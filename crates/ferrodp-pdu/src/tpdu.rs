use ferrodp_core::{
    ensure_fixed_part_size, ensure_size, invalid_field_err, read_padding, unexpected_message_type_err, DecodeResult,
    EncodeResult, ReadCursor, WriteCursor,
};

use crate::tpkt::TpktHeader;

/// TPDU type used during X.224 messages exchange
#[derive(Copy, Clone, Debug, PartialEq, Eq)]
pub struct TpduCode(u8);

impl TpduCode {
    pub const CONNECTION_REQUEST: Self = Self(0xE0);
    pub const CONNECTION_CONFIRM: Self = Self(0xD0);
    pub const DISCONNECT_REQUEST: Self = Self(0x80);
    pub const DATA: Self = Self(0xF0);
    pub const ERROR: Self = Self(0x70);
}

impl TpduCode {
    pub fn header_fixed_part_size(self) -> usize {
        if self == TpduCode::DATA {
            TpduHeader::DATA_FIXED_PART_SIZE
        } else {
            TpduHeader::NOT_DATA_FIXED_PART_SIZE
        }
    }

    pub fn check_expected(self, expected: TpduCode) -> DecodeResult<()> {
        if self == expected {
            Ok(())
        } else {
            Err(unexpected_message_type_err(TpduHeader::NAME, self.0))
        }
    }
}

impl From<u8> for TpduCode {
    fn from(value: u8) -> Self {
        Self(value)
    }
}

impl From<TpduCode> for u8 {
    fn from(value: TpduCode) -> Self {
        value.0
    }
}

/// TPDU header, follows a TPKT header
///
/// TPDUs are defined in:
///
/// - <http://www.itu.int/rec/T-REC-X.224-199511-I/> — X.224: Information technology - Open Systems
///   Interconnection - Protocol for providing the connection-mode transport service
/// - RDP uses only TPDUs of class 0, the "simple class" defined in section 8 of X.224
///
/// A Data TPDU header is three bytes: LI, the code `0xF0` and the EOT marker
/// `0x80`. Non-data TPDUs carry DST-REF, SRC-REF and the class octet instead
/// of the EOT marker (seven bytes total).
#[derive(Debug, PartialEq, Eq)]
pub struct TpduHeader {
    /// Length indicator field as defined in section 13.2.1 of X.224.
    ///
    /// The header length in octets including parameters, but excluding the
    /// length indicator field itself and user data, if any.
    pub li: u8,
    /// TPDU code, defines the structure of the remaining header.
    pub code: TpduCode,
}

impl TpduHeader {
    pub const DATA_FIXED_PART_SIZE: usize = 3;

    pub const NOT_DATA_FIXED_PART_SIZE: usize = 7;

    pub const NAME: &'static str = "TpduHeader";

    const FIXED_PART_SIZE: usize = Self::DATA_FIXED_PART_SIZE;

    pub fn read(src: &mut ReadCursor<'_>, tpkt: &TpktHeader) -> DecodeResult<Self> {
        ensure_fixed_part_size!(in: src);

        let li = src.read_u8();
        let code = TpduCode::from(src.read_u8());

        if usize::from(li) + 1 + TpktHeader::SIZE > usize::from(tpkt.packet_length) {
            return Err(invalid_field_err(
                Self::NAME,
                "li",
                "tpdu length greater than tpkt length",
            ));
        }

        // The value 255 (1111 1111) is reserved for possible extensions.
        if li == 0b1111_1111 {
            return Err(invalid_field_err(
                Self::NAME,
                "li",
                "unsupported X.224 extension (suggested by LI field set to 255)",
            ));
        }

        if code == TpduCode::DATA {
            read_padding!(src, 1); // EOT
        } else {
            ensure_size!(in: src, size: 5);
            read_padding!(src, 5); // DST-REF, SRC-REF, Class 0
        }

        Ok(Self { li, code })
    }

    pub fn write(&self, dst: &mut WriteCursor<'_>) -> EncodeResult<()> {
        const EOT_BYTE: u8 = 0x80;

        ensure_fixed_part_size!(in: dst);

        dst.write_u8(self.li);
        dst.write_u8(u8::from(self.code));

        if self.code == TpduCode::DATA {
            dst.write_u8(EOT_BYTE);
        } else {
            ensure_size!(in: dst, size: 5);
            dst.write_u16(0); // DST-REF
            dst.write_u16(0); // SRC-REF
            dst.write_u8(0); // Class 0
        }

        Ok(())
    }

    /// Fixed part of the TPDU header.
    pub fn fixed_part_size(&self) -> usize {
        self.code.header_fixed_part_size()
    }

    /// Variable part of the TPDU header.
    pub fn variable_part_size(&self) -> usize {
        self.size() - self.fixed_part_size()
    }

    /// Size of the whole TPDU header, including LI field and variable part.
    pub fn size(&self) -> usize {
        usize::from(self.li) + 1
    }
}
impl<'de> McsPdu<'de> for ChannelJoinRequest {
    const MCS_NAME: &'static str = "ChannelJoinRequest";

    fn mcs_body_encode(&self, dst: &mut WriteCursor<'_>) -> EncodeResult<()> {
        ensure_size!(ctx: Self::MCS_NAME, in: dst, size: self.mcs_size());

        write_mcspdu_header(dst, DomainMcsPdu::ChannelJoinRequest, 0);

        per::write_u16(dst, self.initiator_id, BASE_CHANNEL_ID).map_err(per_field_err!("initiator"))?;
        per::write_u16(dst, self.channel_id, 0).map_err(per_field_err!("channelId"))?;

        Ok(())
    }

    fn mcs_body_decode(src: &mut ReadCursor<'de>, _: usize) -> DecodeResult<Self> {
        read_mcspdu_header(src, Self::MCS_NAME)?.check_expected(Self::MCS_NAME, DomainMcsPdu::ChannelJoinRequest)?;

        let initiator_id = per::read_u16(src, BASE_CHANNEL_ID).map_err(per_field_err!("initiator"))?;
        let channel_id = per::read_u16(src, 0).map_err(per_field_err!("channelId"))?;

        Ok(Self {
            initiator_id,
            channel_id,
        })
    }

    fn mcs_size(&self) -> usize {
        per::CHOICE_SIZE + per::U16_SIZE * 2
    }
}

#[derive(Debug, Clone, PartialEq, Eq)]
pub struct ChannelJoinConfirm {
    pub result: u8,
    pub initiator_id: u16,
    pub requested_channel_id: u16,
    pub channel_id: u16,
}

....

▶ PROBLEM DETAILS
Look through the material and find each line that includes "WriteCursor", then copy it.

▶ ANSWER SECTION
    EncodeResult, ReadCursor, WriteCursor,
    pub fn write(&self, dst: &mut WriteCursor<'_>) -> EncodeResult<()> {
    fn mcs_body_encode(&self, dst: &mut WriteCursor<'_>) -> EncodeResult<()> {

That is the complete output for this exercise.